Is a repudiatory breach incapable of being remedied? Appeal judges say ‘no’
Very serious breaches typically bring the contract to an end with the aggrieved party having the right to compensation. However, such repudiatory breaches can potentially be remediable, following an interesting decision from the Court of Appeal.
It means businesses should be cautious about assuming a certain outcome following a repudiatory breach by one party - the consequences may not be as clear as you think.
A repudiatory breach is where the actions of the defaulting party are so serious as to allow the innocent party to affirm or to terminate the contract, and to claim damages for the breach. Fundamentally, the party in breach cannot - at common law - cure or remedy a repudiatory breach of contract themselves.
In other words, the ball is entirely in the court of the innocent party.
What happened in this case?
In Kulkarni v Gwent Holdings Ltd and Another [2025] EWCA Civ 1206 , the contract at the centre of a very high value dispute was a shareholders’ agreement. It was alleged that one shareholder (Gwent) had materially breached the SHA in several ways. Gwent had accepted it had been in repudiatory breach.
However, had its breaches triggered a compulsory share transfer mechanism under the SHA which stated:
“..the Shareholder committing a material or persistent breach of this agreement which, if capable of remedy, has not been so remedied within 10 Business Days of notice to remedy the breach being served by the Board (acting with Shareholder Consent)”.
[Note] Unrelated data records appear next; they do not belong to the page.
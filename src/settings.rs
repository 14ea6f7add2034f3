use std::{env, path::Path, path::PathBuf};

use config::{Config, ConfigError, Environment, File};
use serde::Deserialize;

const CONFIG_FILE_NAME: &str = "build-dispatcher.toml";

/// Legacy variable names read by earlier deployments, mapped onto settings keys.
const LEGACY_OVERRIDES: [(&str, &str); 4] = [
    ("SDAPI_TIMEOUT_SECS", "tracking.timeout_secs"),
    ("SDAPI_MAXRETRIES", "tracking.max_retries"),
    ("SD_SLS_BUILD_BUCKET", "serverless.build_bucket"),
    (
        "SD_SLS_BUILD_ENCRYPTION_KEY_ALIAS",
        "serverless.encryption_key_alias",
    ),
];

#[derive(Debug, Clone, Deserialize)]
pub struct Core {
    pub port: u16,
    pub log_level: String,
    /// Largest accepted `POST /events` body.
    pub max_body_bytes: usize,
    /// Where panic stack traces are written. Defaults to the system temp dir.
    pub stacktrace_dir: Option<PathBuf>,
}

impl Core {
    pub fn stacktrace_dir(&self) -> PathBuf {
        self.stacktrace_dir.clone().unwrap_or_else(env::temp_dir)
    }
}

#[derive(Debug, Clone, Deserialize)]
pub struct Tracking {
    pub timeout_secs: u64,
    pub max_retries: u32,
    pub retry_wait_min_ms: u64,
    pub retry_wait_max_ms: u64,
}

#[derive(Debug, Clone, Deserialize)]
pub struct Eks {
    pub node_wait_timeout_ms: u64,
    pub node_poll_interval_ms: u64,
}

#[derive(Debug, Clone, Default, Deserialize)]
pub struct Serverless {
    pub build_bucket: Option<String>,
    pub encryption_key_alias: Option<String>,
}

#[derive(Debug, Clone, Deserialize)]
pub struct Settings {
    pub core: Core,
    pub tracking: Tracking,
    pub eks: Eks,
    #[serde(default)]
    pub serverless: Serverless,
}

/// Settings file location: `BUILD_DISPATCHER_CONFIG` when set (and then it
/// must exist), else `./build-dispatcher.toml`, else the copy under
/// `~/.build-dispatcher/`. No file at all is fine.
fn config_path() -> Result<Option<String>, ConfigError> {
    if let Ok(path) = env::var("BUILD_DISPATCHER_CONFIG") {
        if Path::new(&path).exists() {
            return Ok(Some(path));
        }
        return Err(ConfigError::Message(format!(
            "file path defined in BUILD_DISPATCHER_CONFIG does not exist: {}",
            path
        )));
    }

    if Path::new(CONFIG_FILE_NAME).exists() {
        return Ok(Some(CONFIG_FILE_NAME.to_string()));
    }

    Ok(dirs::home_dir()
        .map(|home| home.join(".build-dispatcher").join(CONFIG_FILE_NAME))
        .filter(|path| path.exists())
        .map(|path| format!("{}", path.display())))
}

impl Settings {
    pub fn new() -> Result<Self, ConfigError> {
        Self::load(config_path()?.as_deref(), |name| env::var(name).ok())
    }

    fn load(
        path: Option<&str>,
        legacy: impl Fn(&str) -> Option<String>,
    ) -> Result<Self, ConfigError> {
        let mut builder = Config::builder()
            .set_default("core.port", 3000)?
            .set_default("core.log_level", "info")?
            .set_default("core.max_body_bytes", 6 * 1024 * 1024)?
            .set_default("tracking.timeout_secs", 10)?
            .set_default("tracking.max_retries", 5)?
            .set_default("tracking.retry_wait_min_ms", 100)?
            .set_default("tracking.retry_wait_max_ms", 300)?
            .set_default("eks.node_wait_timeout_ms", 90_000)?
            .set_default("eks.node_poll_interval_ms", 1_000)?;

        if let Some(path) = path {
            builder = builder.add_source(File::with_name(path).required(false));
        }

        builder = builder.add_source(
            Environment::with_prefix("dispatcher")
                .prefix_separator("_")
                .separator("__"),
        );

        for (variable, key) in LEGACY_OVERRIDES {
            builder = builder.set_override_option(key, legacy(variable))?;
        }

        builder.build()?.try_deserialize()
    }
}

#[cfg(test)]
mod tests {
    use std::io::Write;

    use super::*;

    #[test]
    fn test_defaults() {
        let settings = Settings::load(None, |_| None).unwrap();
        assert_eq!(settings.core.port, 3000);
        assert_eq!(settings.core.log_level, "info");
        assert_eq!(settings.core.max_body_bytes, 6_291_456);
        assert_eq!(settings.tracking.max_retries, 5);
        assert_eq!(settings.tracking.timeout_secs, 10);
        assert_eq!(settings.eks.node_poll_interval_ms, 1_000);
        assert!(settings.serverless.build_bucket.is_none());
        assert_eq!(settings.core.stacktrace_dir(), env::temp_dir());
    }

    #[test]
    fn test_file_then_legacy_overrides() {
        let mut file = tempfile::Builder::new().suffix(".toml").tempfile().unwrap();
        writeln!(
            file,
            "[core]\nport = 8080\nstacktrace_dir = \"/var/tmp\"\n\n[tracking]\nmax_retries = 2\n\n[serverless]\nbuild_bucket = \"from-file\""
        )
        .unwrap();
        let path = file.path().to_str().unwrap().to_string();

        let settings = Settings::load(Some(&path), |name| match name {
            "SDAPI_MAXRETRIES" => Some("9".to_string()),
            "SD_SLS_BUILD_BUCKET" => Some("sd-sls-builds-usw2".to_string()),
            _ => None,
        })
        .unwrap();

        assert_eq!(settings.core.port, 8080);
        assert_eq!(settings.core.stacktrace_dir(), PathBuf::from("/var/tmp"));
        assert_eq!(settings.tracking.max_retries, 9);
        assert_eq!(
            settings.serverless.build_bucket.as_deref(),
            Some("sd-sls-builds-usw2")
        );
        assert!(settings.serverless.encryption_key_alias.is_none());
    }
}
No notice had in fact been served on Gwent by the innocent party (B). B argued that a repudiatory breach of the SHA was necessarily incapable of remedy for the purposes of clause 7.1(d). Therefore, there was no need for A to have served a notice to remedy on Gwent.
The Court of Appeal rejected that proposition, finding that the judge was correct in concluding that "[t]he fact that certain of the breaches of the SHA were repudiatory in nature … did not, in itself, render them irremediable for the purposes of clause 7.1(d)".
The parties could have stated in the clause that a repudiatory breach was to be considered irremediable, but they did not do so – in fact, the word ‘repudiatory’ was not used at all.
Furthermore, the principle that a repudiatory breach of contract cannot be 'cured' by the party in breach is a different issue to whether such breach is ‘capable of remedy’.
Correct approach
The court made clear that when deciding whether a breach is capable of remedy within the meaning of a contractual provision (or a comparable statutory one), a practical – common sense – approach rather than a ‘technical’ approach should normally be adopted.
Applying that approach in this case, it was found that the breaches in question could be reversed by returning the shares, thus removing the ‘mischief’ caused by the breaches.
What does this mean?
Businesses need to know that a repudiatory breach is not necessarily incapable of remedy, even though a party in breach cannot remedy its own breach. There could be circumstances where an aggrieved party is unable to end the contractual relationship, notwithstanding a repudiatory breach.
The decision is, at its core, a reminder of the fundamental tenets of contractual interpretation. The court applied a common sense approach to the breach and its consequences, looking at the circumstances and the intentions of the parties before reaching a practical solution.